Melalui beleid itu, pemerintah memberikan kelonggaran impor food tray untuk kebutuhan program MBG. Keputusan ini diambil lantaran pemerintah menilai produksi dalam negeri belum mampu memenuhi kebutuhan food tray untuk program MBG yang ditargetkan mencapai 82,9 juta orang tahun ini.
Kala itu, Dadan mengungkap bahwa industri dalam negeri hanya mampu memproduksi 2 juta unit food tray.

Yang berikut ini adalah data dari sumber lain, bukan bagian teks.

// ============================================================================
// spark-fiber - In-Memory Host
// A recording platform tree for tests, benchmarks and headless use
// ============================================================================
//
// Instances live in a flat table addressed by `InstanceId`. Every mutating
// call is appended to an operation log so callers can assert exactly which
// host operations a commit performed.
// ============================================================================

use std::cell::RefCell;
use std::fmt::{self, Write};
use std::rc::Rc;

use crate::host::{EventKind, HostConfig};
use crate::primitives::props::Props;

/// Handle of a node in a [`MemoryHost`].
#[derive(Clone, Copy, Debug, PartialEq, Eq, Hash, PartialOrd, Ord)]
pub struct InstanceId(u32);

impl fmt::Display for InstanceId {
    fn fmt(&self, f: &mut fmt::Formatter<'_>) -> fmt::Result {
        write!(f, "#{}", self.0)
    }
}

/// One recorded host operation.
#[derive(Clone, Debug, PartialEq, Eq)]
pub enum HostOp {
    CreateElement { id: InstanceId, kind: String },
    CreateText { id: InstanceId, content: String },
    Append { parent: InstanceId, child: InstanceId },
    InsertBefore { parent: InstanceId, child: InstanceId, before: InstanceId },
    Remove { parent: InstanceId, child: InstanceId },
    SetText { id: InstanceId, content: String },
    ApplyProps { id: InstanceId },
    RegisterEvent { container: InstanceId, kind: EventKind },
}

impl HostOp {
    /// Whether this op changes the shape of the tree.
    pub fn is_structural(&self) -> bool {
        matches!(
            self,
            HostOp::Append { .. } | HostOp::InsertBefore { .. } | HostOp::Remove { .. }
        )
    }
}

enum InstanceKind {
    Container,
    Element(Rc<str>),
    Text(String),
}

struct Instance {
    kind: InstanceKind,
    props: Option<Rc<Props>>,
    parent: Option<InstanceId>,
    children: Vec<InstanceId>,
}

#[derive(Default)]
struct MemoryTree {
    instances: Vec<Instance>,
    ops: Vec<HostOp>,
    events: Vec<(InstanceId, EventKind)>,
}

impl MemoryTree {
    fn alloc(&mut self, kind: InstanceKind, props: Option<Rc<Props>>) -> InstanceId {
        let id = InstanceId(self.instances.len() as u32);
        self.instances.push(Instance {
            kind,
            props,
            parent: None,
            children: Vec::new(),
        });
        id
    }

    fn get(&self, id: InstanceId) -> Option<&Instance> {
        self.instances.get(id.0 as usize)
    }

    fn get_mut(&mut self, id: InstanceId) -> Option<&mut Instance> {
        self.instances.get_mut(id.0 as usize)
    }

    fn detach(&mut self, child: InstanceId) {
        let Some(parent) = self.get_mut(child).and_then(|c| c.parent.take()) else {
            return;
        };
        if let Some(parent) = self.get_mut(parent) {
            parent.children.retain(|c| *c != child);
        }
    }

    fn attach(&mut self, parent: InstanceId, child: InstanceId, before: Option<InstanceId>) {
        if self.get(parent).is_none() || self.get(child).is_none() {
            tracing::warn!(%parent, %child, "attach with unknown instance");
            return;
        }
        self.detach(child);
        if let Some(c) = self.get_mut(child) {
            c.parent = Some(parent);
        }
        if let Some(p) = self.get_mut(parent) {
            let at = before
                .and_then(|b| p.children.iter().position(|c| *c == b))
                .unwrap_or(p.children.len());
            p.children.insert(at, child);
        }
    }

    fn write_markup(&self, id: InstanceId, out: &mut String) {
        let Some(instance) = self.get(id) else {
            return;
        };
        match &instance.kind {
            InstanceKind::Text(content) => out.push_str(content),
            InstanceKind::Container => self.write_children(instance, out),
            InstanceKind::Element(kind) => {
                let _ = write!(out, "<{}", kind);
                if let Some(props) = &instance.props {
                    for (name, value) in props.attrs() {
                        if let Some(attr) = value.to_attribute() {
                            let _ = write!(out, " {}=\"{}\"", name, attr);
                        }
                    }
                }
                out.push('>');
                self.write_children(instance, out);
                let _ = write!(out, "</{}>", kind);
            }
        }
    }

    fn write_children(&self, instance: &Instance, out: &mut String) {
        for child in &instance.children {
            self.write_markup(*child, out);
        }
    }
}

/// A host that keeps its tree in memory and logs every operation.
///
/// Cloning shares the tree.
///
/// # Example
///
/// ```
/// use spark_fiber::{HostConfig, MemoryHost, Props};
/// use std::rc::Rc;
///
/// let host = MemoryHost::new();
/// let container = host.create_container();
/// let div = host.create_element_instance("div", &Rc::new(Props::new().with("id", "a")));
/// let label = host.create_text_instance("hi");
/// host.append_child(&div, &label);
/// host.append_child(&container, &div);
///
/// assert_eq!(host.markup(container), r#"<div id="a">hi</div>"#);
/// ```
#[derive(Clone, Default)]
pub struct MemoryHost {
    tree: Rc<RefCell<MemoryTree>>,
}

impl MemoryHost {
    pub fn new() -> Self {
        Self::default()
    }

    /// A fresh detached container to render a root into.
    pub fn create_container(&self) -> InstanceId {
        self.tree.borrow_mut().alloc(InstanceKind::Container, None)
    }

    /// The operation log since creation or the last [`take_ops`](Self::take_ops).
    pub fn ops(&self) -> Vec<HostOp> {
        self.tree.borrow().ops.clone()
    }

    pub fn take_ops(&self) -> Vec<HostOp> {
        std::mem::take(&mut self.tree.borrow_mut().ops)
    }

    /// Serialize the subtree under `id`, skipping handler and opaque props.
    pub fn markup(&self, id: InstanceId) -> String {
        let tree = self.tree.borrow();
        let mut out = String::new();
        match tree.get(id) {
            Some(instance) if matches!(instance.kind, InstanceKind::Container) => {
                tree.write_children(instance, &mut out)
            }
            Some(_) => tree.write_markup(id, &mut out),
            None => {}
        }
        out
    }

    pub fn children(&self, id: InstanceId) -> Vec<InstanceId> {
        self.tree
            .borrow()
            .get(id)
            .map(|i| i.children.clone())
            .unwrap_or_default()
    }

    /// Content of a text instance.
    pub fn text(&self, id: InstanceId) -> Option<String> {
        match self.tree.borrow().get(id).map(|i| &i.kind) {
            Some(InstanceKind::Text(content)) => Some(content.clone()),
            _ => None,
        }
    }

    /// Element kind, `None` for text and containers.
    pub fn kind(&self, id: InstanceId) -> Option<String> {
        match self.tree.borrow().get(id).map(|i| &i.kind) {
            Some(InstanceKind::Element(kind)) => Some(kind.to_string()),
            _ => None,
        }
    }

    /// First element of `kind` under `root`, depth first.
    pub fn find(&self, root: InstanceId, kind: &str) -> Option<InstanceId> {
        self.find_all(root, kind).into_iter().next()
    }

    /// Every element of `kind` under `root`, in document order.
    pub fn find_all(&self, root: InstanceId, kind: &str) -> Vec<InstanceId> {
        let tree = self.tree.borrow();
        let mut found = Vec::new();
        let mut stack: Vec<InstanceId> = self.children(root).into_iter().rev().collect();
        while let Some(id) = stack.pop() {
            let Some(instance) = tree.get(id) else {
                continue;
            };
            if matches!(&instance.kind, InstanceKind::Element(k) if &**k == kind) {
                found.push(id);
            }
            stack.extend(instance.children.iter().rev().copied());
        }
        found
    }

    /// Event kinds registered on `container`, in registration order.
    pub fn registered_events(&self, container: InstanceId) -> Vec<EventKind> {
        self.tree
            .borrow()
            .events
            .iter()
            .filter(|(c, _)| *c == container)
            .map(|(_, kind)| *kind)
            .collect()
    }

    fn record(&self, op: HostOp) {
        tracing::trace!(?op, "host op");
        self.tree.borrow_mut().ops.push(op);
    }
}

impl fmt::Debug for MemoryHost {
    fn fmt(&self, f: &mut fmt::Formatter<'_>) -> fmt::Result {
        let tree = self.tree.borrow();
        f.debug_struct("MemoryHost")
            .field("instances", &tree.instances.len())
            .field("ops", &tree.ops.len())
            .finish()
    }
}

impl HostConfig for MemoryHost {
    type Handle = InstanceId;

    fn create_element_instance(&self, kind: &str, props: &Rc<Props>) -> InstanceId {
        let id = self
            .tree
            .borrow_mut()
            .alloc(InstanceKind::Element(Rc::from(kind)), Some(props.clone()));
        self.record(HostOp::CreateElement {
            id,
            kind: kind.to_string(),
        });
        id
    }

    fn create_text_instance(&self, content: &str) -> InstanceId {
        let id = self
            .tree
            .borrow_mut()
            .alloc(InstanceKind::Text(content.to_string()), None);
        self.record(HostOp::CreateText {
            id,
            content: content.to_string(),
        });
        id
    }

    fn append_child(&self, parent: &InstanceId, child: &InstanceId) {
        self.tree.borrow_mut().attach(*parent, *child, None);
        self.record(HostOp::Append {
            parent: *parent,
            child: *child,
        });
    }

    fn insert_before(&self, parent: &InstanceId, child: &InstanceId, before: &InstanceId) {
        self.tree.borrow_mut().attach(*parent, *child, Some(*before));
        self.record(HostOp::InsertBefore {
            parent: *parent,
            child: *child,
            before: *before,
        });
    }

    fn remove_child(&self, parent: &InstanceId, child: &InstanceId) {
        {
            let mut tree = self.tree.borrow_mut();
            if tree.get(*child).and_then(|c| c.parent) == Some(*parent) {
                tree.detach(*child);
            } else {
                tracing::warn!(%parent, %child, "remove_child of a non-child");
            }
        }
        self.record(HostOp::Remove {
            parent: *parent,
            child: *child,
        });
    }

    fn set_text_content(&self, handle: &InstanceId, content: &str) {
        if let Some(instance) = self.tree.borrow_mut().get_mut(*handle) {
            instance.kind = InstanceKind::Text(content.to_string());
        }
        self.record(HostOp::SetText {
            id: *handle,
            content: content.to_string(),
        });
    }

    fn apply_props(&self, handle: &InstanceId, props: &Rc<Props>) {
        if let Some(instance) = self.tree.borrow_mut().get_mut(*handle) {
            instance.props = Some(props.clone());
        }
        self.record(HostOp::ApplyProps { id: *handle });
    }

    fn register_event(&self, container: &InstanceId, kind: EventKind) {
        self.tree.borrow_mut().events.push((*container, kind));
        self.record(HostOp::RegisterEvent {
            container: *container,
            kind,
        });
    }

    fn parent_of(&self, handle: &InstanceId) -> Option<InstanceId> {
        self.tree.borrow().get(*handle).and_then(|i| i.parent)
    }

    fn props_of(&self, handle: &InstanceId) -> Option<Rc<Props>> {
        self.tree.borrow().get(*handle).and_then(|i| i.props.clone())
    }
}

// =============================================================================
// TESTS
// =============================================================================

#[cfg(test)]
mod tests {
    use super::*;

    fn el(host: &MemoryHost, kind: &str) -> InstanceId {
        host.create_element_instance(kind, &Rc::new(Props::new()))
    }

    #[test]
    fn append_moves_attached_child() {
        let host = MemoryHost::new();
        let root = host.create_container();
        let (a, b) = (el(&host, "a"), el(&host, "b"));
        host.append_child(&root, &a);
        host.append_child(&root, &b);
        host.append_child(&root, &a);

        assert_eq!(host.children(root), vec![b, a]);
        assert_eq!(host.parent_of(&a), Some(root));
    }

    #[test]
    fn insert_before_and_remove() {
        let host = MemoryHost::new();
        let root = host.create_container();
        let (a, b, c) = (el(&host, "a"), el(&host, "b"), el(&host, "c"));
        host.append_child(&root, &a);
        host.append_child(&root, &c);
        host.insert_before(&root, &b, &c);
        assert_eq!(host.markup(root), "<a></a><b></b><c></c>");

        host.remove_child(&root, &b);
        assert_eq!(host.markup(root), "<a></a><c></c>");
        assert_eq!(host.parent_of(&b), None);
    }

    #[test]
    fn markup_skips_handlers_and_values() {
        use crate::host::SyntheticEvent;
        use crate::primitives::props::{EventHandler, PropValue};

        let host = MemoryHost::new();
        let root = host.create_container();
        let props = Props::new()
            .with("id", "x")
            .with("onClick", EventHandler::new(|_: &SyntheticEvent| {}))
            .with("data", PropValue::value(3u8))
            .with("n", 2);
        let div = host.create_element_instance("div", &Rc::new(props));
        let t = host.create_text_instance("a");
        host.append_child(&div, &t);
        host.append_child(&root, &div);

        assert_eq!(host.markup(root), r#"<div id="x" n="2">a</div>"#);
        host.set_text_content(&t, "b");
        assert_eq!(host.text(t).as_deref(), Some("b"));
        assert_eq!(host.markup(div), r#"<div id="x" n="2">b</div>"#);
    }

    #[test]
    fn ops_are_logged_in_order() {
        let host = MemoryHost::new();
        let root = host.create_container();
        let a = el(&host, "a");
        host.append_child(&root, &a);
        host.register_event(&root, EventKind::Click);

        let ops = host.take_ops();
        assert_eq!(
            ops,
            vec![
                HostOp::CreateElement { id: a, kind: "a".into() },
                HostOp::Append { parent: root, child: a },
                HostOp::RegisterEvent { container: root, kind: EventKind::Click },
            ]
        );
        assert!(ops[1].is_structural());
        assert!(host.ops().is_empty());
        assert_eq!(host.registered_events(root), vec![EventKind::Click]);
    }

    #[test]
    fn find_walks_in_document_order() {
        let host = MemoryHost::new();
        let root = host.create_container();
        let (ul, li1, li2) = (el(&host, "ul"), el(&host, "li"), el(&host, "li"));
        host.append_child(&ul, &li1);
        host.append_child(&ul, &li2);
        host.append_child(&root, &ul);

        assert_eq!(host.find(root, "li"), Some(li1));
        assert_eq!(host.find_all(root, "li"), vec![li1, li2]);
        assert_eq!(host.kind(ul).as_deref(), Some("ul"));
        assert_eq!(host.find(root, "p"), None);
    }
}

“Kalau 2 juta [food tray] per bulan dikalikan sisa bulan ini, 6 [bulan]. Berarti kan 12 juta [food tray]. Sementara kita kan pasti akan masih membutuhkan lebih dari itu,” kata Dadan ketika ditemui di Kompleks Parlemen, Jakarta, Selasa (1/7/2025).
Keputusan itu lantas mendapat tanggapan negatif dari pelaku usaha yang tergabung dalam ASPRADAM dan Asosiasi Produsen Wadah Makan Indonesia (APMAKI).
Pengurus APMAKI Robert Susanto menyebut, industri dalam negeri sudah mampu memproduksi hingga 10 juta food tray per bulannya.
“Itu pun belum dalam kondisi digas secara maksimum. Dengan kondisi yang sedang-sedang saja, sudah mampu produksi 10 juta [food tray] per bulan,” kata Robert dalam konferensi pers di Jakarta Selatan, Kamis (31/7/2025).
Menurutnya, adanya perbedaan pandangan terkait produksi food tray terjadi lantaran tidak ada koordinasi antara produsen dengan pemerintah.
Selama ini, Robert mengaku bahwa produsen dalam negeri berjalan sendiri tanpa adanya pendampingan dari kementerian terkait. “...sehingga seolah-olah produsen dalam negeri belum mampu memenuhi kebutuhan food tray untuk program MBG ini,” ujarnya.
Sementara itu, Sekretaris Jenderal APMAKI Alie Cendrawan mengatakan, kebijakan itu dapat merugikan produsen lokal lantaran produk impor yang masuk kemungkinan memiliki harga yang lebih rendah dari produksi dalam negeri. Kendati begitu, dia tidak mengungkap negara asal impor food tray yang dimaksud.
Alie mengharapkan agar pemerintah dapat melonggarkan bahkan menghapus izin impor untuk kepentingan industri dalam negeri, khususnya bahan baku. Dengan begitu, produk dalam negeri mampu bersaing dengan produk impor.
“Kalau bisa peraturan itu dihapus. Itu lebih penting daripada [impor] barang jadi. Sedangkan kita, kami ini pengusaha kesulitan untuk cari bahan baku dan bahan baku lokal masih mahal, terlalu mahal,” tuturnya.